- Interactive map of the Four Seasons Resort The Biltmore Santa Barbara area

General information
- Location: Santa Barbara, California, 1260 Channel Drive
- Coordinates: 34°25′01″N 119°38′31″W﻿ / ﻿34.41696°N 119.64196°W
- Opening: 1927
- Owner: Ty Warner
- Management: Four Seasons Hotels

Design and construction
- Architect: Reginald Davis Johnson

Other information
- Number of rooms: 206

Website
- Official website

= Four Seasons Resort The Biltmore Santa Barbara =

Hotel in Santa Barbara, California, United States

The Four Seasons Resort The Biltmore Santa Barbara is a luxury resort hotel located in Santa Barbara, California known for its Spanish Colonial Revival architecture and gardens. It opened in 1927 as the Santa Barbara Biltmore, part of the Bowman-Biltmore Hotels chain. The hotel closed in March 2020, due to the COVID-19 pandemic. It is set to reopen in 2026, following major renovations.

==History==
The Santa Barbara Biltmore was designed by architect Reginald Johnson and landscape architect Ralph Stevens in 1926-1927. Their design of the hotel and outdoor garden rooms synthesizes Mediterranean Revival, Spanish Colonial Revival and Moorish Revival styles of architecture. The $1,500,000 construction cost was funded by the Bowman-Biltmore Hotels Corporation of New York City, with a 5 March 1927 groundbreaking. Since its 1927 opening, the hotel has been known popularly simply as 'The Biltmore'.

Allied Properties of San Francisco bought the Biltmore in 1936. They sold the property in 1976 to Marriott for $5.25 million and the hotel was renamed Marriott's Santa Barbara Biltmore. Marriott sold the hotel to Four Seasons Hotels in 1987 for $55 million and it was renamed the Four Seasons Resort Santa Barbara. In 2000, billionaire Beanie Babies creator Ty Warner purchased the hotel for $150 million, while retaining Four Seasons as the management company.

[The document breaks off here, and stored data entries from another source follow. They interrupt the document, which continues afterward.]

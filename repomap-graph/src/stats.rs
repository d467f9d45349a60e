//! Repository statistics derived from the built tree

use crate::tree::{NodeKind, TreeNode};
use serde::Serialize;
use std::collections::HashMap;

/// Aggregate numbers for the statistics dashboard
#[derive(Debug, Clone, Serialize)]
pub struct RepoStats {
    pub total_files: usize,
    pub total_directories: usize,
    /// Deepest node, root counted as depth 0
    pub max_depth: usize,
    /// Extension → file count; extensionless files are grouped under the
    /// empty string
    pub file_types: HashMap<String, usize>,
}

impl RepoStats {
    pub fn total_nodes(&self) -> usize {
        self.total_files + self.total_directories
    }

    /// File types sorted by count descending, name ascending as tiebreak
    pub fn top_file_types(&self, limit: usize) -> Vec<(String, usize)> {
        let mut types: Vec<(String, usize)> = self
            .file_types
            .iter()
            .map(|(ext, count)| (ext.clone(), *count))
            .collect();
        types.sort_by(|a, b| b.1.cmp(&a.1).then_with(|| a.0.cmp(&b.0)));
        types.truncate(limit);
        types
    }
}

/// Walk the tree once and collect counts
pub fn compute_stats(root: &TreeNode) -> RepoStats {
    let mut stats = RepoStats {
        total_files: 0,
        total_directories: 0,
        max_depth: 0,
        file_types: HashMap::new(),
    };

    let mut stack = vec![(root, 0usize)];
    while let Some((node, depth)) = stack.pop() {
        stats.max_depth = stats.max_depth.max(depth);
        match node.kind {
            NodeKind::Directory => stats.total_directories += 1,
            NodeKind::File => {
                stats.total_files += 1;
                *stats.file_types.entry(node.extension.clone()).or_insert(0) += 1;
            }
        }
        for child in &node.children {
            stack.push((child, depth + 1));
        }
    }

    stats
}

#[cfg(test)]
mod tests {
    use super::*;
    use crate::tree::build_tree;
    use repomap_repo::{EntryKind, RepoEntry};
    use std::collections::HashMap;

    fn entry(path: &str, kind: EntryKind) -> RepoEntry {
        let name = path.rsplit('/').next().unwrap_or(path).to_string();
        RepoEntry {
            path: path.to_string(),
            name,
            kind,
            size: None,
        }
    }

    #[test]
    fn counts_match_tree_contents() {
        let mut contents = HashMap::new();
        contents.insert(
            String::new(),
            vec![
                entry("src", EntryKind::Directory),
                entry("README.md", EntryKind::File),
                entry("LICENSE", EntryKind::File),
            ],
        );
        contents.insert(
            "src".to_string(),
            vec![
                entry("src/main.rs", EntryKind::File),
                entry("src/lib.rs", EntryKind::File),
            ],
        );

        let tree = build_tree(&contents, "repo");
        let stats = compute_stats(&tree);

        assert_eq!(stats.total_directories, 2);
        assert_eq!(stats.total_files, 4);
        assert_eq!(stats.total_nodes(), tree.node_count());
        assert_eq!(stats.max_depth, 2);
        assert_eq!(stats.file_types.get("rs"), Some(&2));
        assert_eq!(stats.file_types.get("md"), Some(&1));
        // LICENSE has no extension
        assert_eq!(stats.file_types.get(""), Some(&1));
    }

    #[test]
    fn top_file_types_orders_by_count_then_name() {
        let mut contents = HashMap::new();
        contents.insert(
            String::new(),
            vec![
                entry("a.rs", EntryKind::File),
                entry("b.rs", EntryKind::File),
                entry("c.md", EntryKind::File),
                entry("d.ts", EntryKind::File),
            ],
        );

        let tree = build_tree(&contents, "repo");
        let stats = compute_stats(&tree);
        let top = stats.top_file_types(2);

        assert_eq!(top.len(), 2);
        assert_eq!(top[0], ("rs".to_string(), 2));
        // md and ts tie at 1, md wins alphabetically
        assert_eq!(top[1], ("md".to_string(), 1));
    }
}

He restored the hotel at a cost of $240 million and brought back the historic 'Biltmore' name soon after, renaming the hotel the Four Seasons Resort The Biltmore Santa Barbara.

The hotel closed in March 2020, due to the COVID-19 pandemic. The hotel has remained closed, due to a dispute between Warner and the Four Seasons chain. In August 2024, it was reported that Warner intends to add a huge pool and beach area to the property, including a "lazy river waterway" and waterfall. This created conflict with the Montecito Board of Architectural Review, which felt the alterations would damage the historical character of the resort. Warner's representatives said the new pool complex was essential, because hotel guests no longer have access to Warner's adjacent Coral Casino Beach & Cabana Club. They stated that "this property cannot open without another pool complex area." In November 2024, a modified pool design was approved by the Montecito Board of Architectural Review. Work began in early 2025. In April 2025, it was announced that the hotel will have a Nobu restaurant when it reopens.

==Coral Casino==
Coral Casino Beach and Cabana Club, built across the street in 1937, was also purchased by Warner in 2000. Guests of the Santa Barbara Biltmore had access to it until 2020.